038: Harnessing your Authenticity in Business to Accelerate Growth with Mallory Musante

Mallory Musante

Mallory Musante, affectionately known as The Small Business CMO, is a fractional CMO and marketing strategist for small businesses and online service providers.

After working in a toxic agency environment and then walking away from the branding, web design, and social media agency she spent 5 years building, she not only realized she was completely out of alignment in her professional life but also that there was a massive disconnect in how small businesses market themselves.

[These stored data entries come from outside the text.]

//! Board and ownership store: a sparse 2-D grid of owned cells.
//!
//! The board grows on demand and never shrinks. Growth is symmetric:
//! existing cells are re-offset toward the new center, and the caller
//! applies the same offset to every piece and home zone so the two views
//! never drift apart.

use std::collections::HashMap;
use std::fmt;

use serde::{Deserialize, Serialize};

use crate::error::GameError;
use crate::ids::{IslandId, PieceId, PlayerId};

/// An integer board coordinate.
#[derive(Debug, Clone, Copy, PartialEq, Eq, Hash, Serialize, Deserialize)]
pub struct Position {
    pub x: i32,
    pub y: i32,
}

impl Position {
    pub fn new(x: i32, y: i32) -> Self {
        Self { x, y }
    }

    /// The four cardinal neighbors. May be out of bounds; lookups on
    /// the sparse map simply miss for those.
    pub fn neighbors(self) -> [Position; 4] {
        [
            Position::new(self.x + 1, self.y),
            Position::new(self.x - 1, self.y),
            Position::new(self.x, self.y + 1),
            Position::new(self.x, self.y - 1),
        ]
    }

    pub fn offset(self, dx: i32, dy: i32) -> Self {
        Position::new(self.x + dx, self.y + dy)
    }
}

impl fmt::Display for Position {
    fn fmt(&self, f: &mut fmt::Formatter<'_>) -> fmt::Result {
        write!(f, "({}, {})", self.x, self.y)
    }
}

/// How a cell came to be owned.
#[derive(Debug, Clone, Copy, PartialEq, Eq, Serialize, Deserialize)]
#[serde(rename_all = "snake_case")]
pub enum CellOrigin {
    /// Seeded as part of a player's home zone.
    HomeZone,
    /// Written by a tetromino placement.
    Tetromino,
    /// Claimed by a chess piece arriving on previously unowned ground.
    Generic,
}

/// One owned cell of the board.
///
/// Invariant: if `piece` is set, the piece's owner equals `owner`.
#[derive(Debug, Clone, PartialEq, Eq, Serialize, Deserialize)]
pub struct Cell {
    pub owner: PlayerId,
    pub piece: Option<PieceId>,
    pub origin: CellOrigin,
    pub island: Option<IslandId>,
}

impl Cell {
    pub fn new(owner: PlayerId, origin: CellOrigin) -> Self {
        Self {
            owner,
            piece: None,
            origin,
            island: None,
        }
    }
}

/// Sparse grid of owned cells with logical bounds.
#[derive(Debug, Clone)]
pub struct Board {
    width: i32,
    height: i32,
    cells: HashMap<Position, Cell>,
}

impl Board {
    pub fn new(width: i32, height: i32) -> Self {
        Self {
            width,
            height,
            cells: HashMap::new(),
        }
    }

    pub fn width(&self) -> i32 {
        self.width
    }

    pub fn height(&self) -> i32 {
        self.height
    }

    pub fn in_bounds(&self, pos: Position) -> bool {
        pos.x >= 0 && pos.x < self.width && pos.y >= 0 && pos.y < self.height
    }

    /// Validated bounds check for operations that must report bad
    /// coordinates instead of silently missing.
    pub fn require_in_bounds(&self, pos: Position) -> Result<(), GameError> {
        if self.in_bounds(pos) {
            Ok(())
        } else {
            Err(GameError::OutOfBounds(pos.x, pos.y))
        }
    }

    /// Returns the cell at `pos`, or `None` when empty or out of bounds.
    pub fn get(&self, pos: Position) -> Option<&Cell> {
        self.cells.get(&pos)
    }

    pub fn get_mut(&mut self, pos: Position) -> Option<&mut Cell> {
        self.cells.get_mut(&pos)
    }

    /// The owner of the cell at `pos`, if any.
    pub fn owner_at(&self, pos: Position) -> Option<PlayerId> {
        self.cells.get(&pos).map(|c| c.owner)
    }

    /// Writes a cell, replacing whatever was there. Out-of-bounds
    /// coordinates are a reported error, never a silent write.
    pub fn set(&mut self, pos: Position, cell: Cell) -> Result<Option<Cell>, GameError> {
        self.require_in_bounds(pos)?;
        Ok(self.cells.insert(pos, cell))
    }

    /// Removes the cell at `pos`, returning it if present.
    pub fn remove(&mut self, pos: Position) -> Option<Cell> {
        self.cells.remove(&pos)
    }

    /// All currently occupied positions.
    pub fn positions(&self) -> impl Iterator<Item = Position> + '_ {
        self.cells.keys().copied()
    }

    pub fn cell_count(&self) -> usize {
        self.cells.len()
    }

    /// Grows the board symmetrically by `add_width` × `add_height`,
    /// re-offsetting every existing cell toward the new center.
    ///
    /// Returns the `(dx, dy)` offset that was applied; the caller must
    /// apply the same offset to every piece position and home zone so
    /// expansion stays atomic with respect to dependent coordinates.
    pub fn expand(&mut self, add_width: i32, add_height: i32) -> (i32, i32) {
        let dx = add_width / 2;
        let dy = add_height / 2;
        self.width += add_width;
        self.height += add_height;

        if dx != 0 || dy != 0 {
            let shifted: HashMap<Position, Cell> = self
                .cells
                .drain()
                .map(|(pos, cell)| (pos.offset(dx, dy), cell))
                .collect();
            self.cells = shifted;
        }

        tracing::debug!(
            width = self.width,
            height = self.height,
            dx,
            dy,
            "board expanded"
        );
        (dx, dy)
    }
}
//! Core rules engine for Gridmate.
//!
//! Gridmate fuses tetromino placement with chess on a shared, growing
//! board: players extend their territory with blocks, move chess pieces
//! across any owned or contested ground, and win by capturing every
//! rival king. This crate is the synchronous heart of that game — pure
//! state and rules, no I/O, no clocks, no networking.
//!
//! # Key types
//!
//! - [`Game`] — one game instance; all mutation goes through it
//! - [`Board`] — sparse grid of owned cells with symmetric growth
//! - [`IslandMap`] — connected-component bookkeeping per owner
//! - [`GameEvent`] — outbound notifications drained by the caller
//! - [`GameSnapshot`] — serializable point-in-time view
//! - [`GameError`] — every way a request can be rejected
//!
//! Callers supply monotonic [`std::time::Instant`]s for every
//! time-sensitive operation; the engine itself never reads a clock,
//! which keeps cooldown and pause rules deterministic under test.

mod board;
mod chess;
mod config;
mod connectivity;
mod economy;
mod error;
mod event;
mod game;
mod ids;
mod piece;
mod player;
mod rows;
mod snapshot;
mod tetromino;
mod turns;

pub use board::{Board, Cell, CellOrigin, Position};
pub use chess::{has_any_legal_move, legal_destinations, validate_move};
pub use config::{Difficulty, GameSettings};
pub use connectivity::{has_path_to_king, Island, IslandMap};
pub use economy::{Ledger, Transaction, TransactionKind};
pub use error::GameError;
pub use event::GameEvent;
pub use game::{
    Game, MoveOutcome, MoveRequest, PieceSelector, Placement, PurchaseOutcome,
};
pub use ids::{GameId, IslandId, PieceId, PlayerId};
pub use piece::{Piece, PieceKind};
pub use player::{HomeZone, Player};
pub use rows::{sweep_rows, RowClearOutcome};
pub use snapshot::{CellSnapshot, GameSnapshot, IslandSnapshot, PlayerSnapshot};
pub use tetromino::TetrominoKind;
pub use turns::{TurnPhase, TurnState};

She decided to combine her 12+ years of experience with her experience of starting 7 different businesses herself to help small businesses create sustainable and effective marketing strategies. Her focus is on harnessing her client’s authenticity and strengths and pairing it with strategic marketing foundations to create a magnetic presence that naturally attracts and connects her clients with their ideal audience for easier and more effective marketing.

💝 Key Takeaways

  • What can happen when you don’t lead with your authenticity.
  • How leaning into your authenticity can accelerate your business growth.
  • Learn how to infuse your authentic self into your brand by identifying your unique value proposition, brand values, and developing key messaging..

📚 Resources Mentioned

Brene Brown’s Living Into Our Values

🔗 Where You Can Find Mallory

🌹 Rose’s Resources

📖 (Imperfect) Transcript

We use Descript to provide this transcript which isn’t always perfect but wonderful all the same. (affiliate link 😃)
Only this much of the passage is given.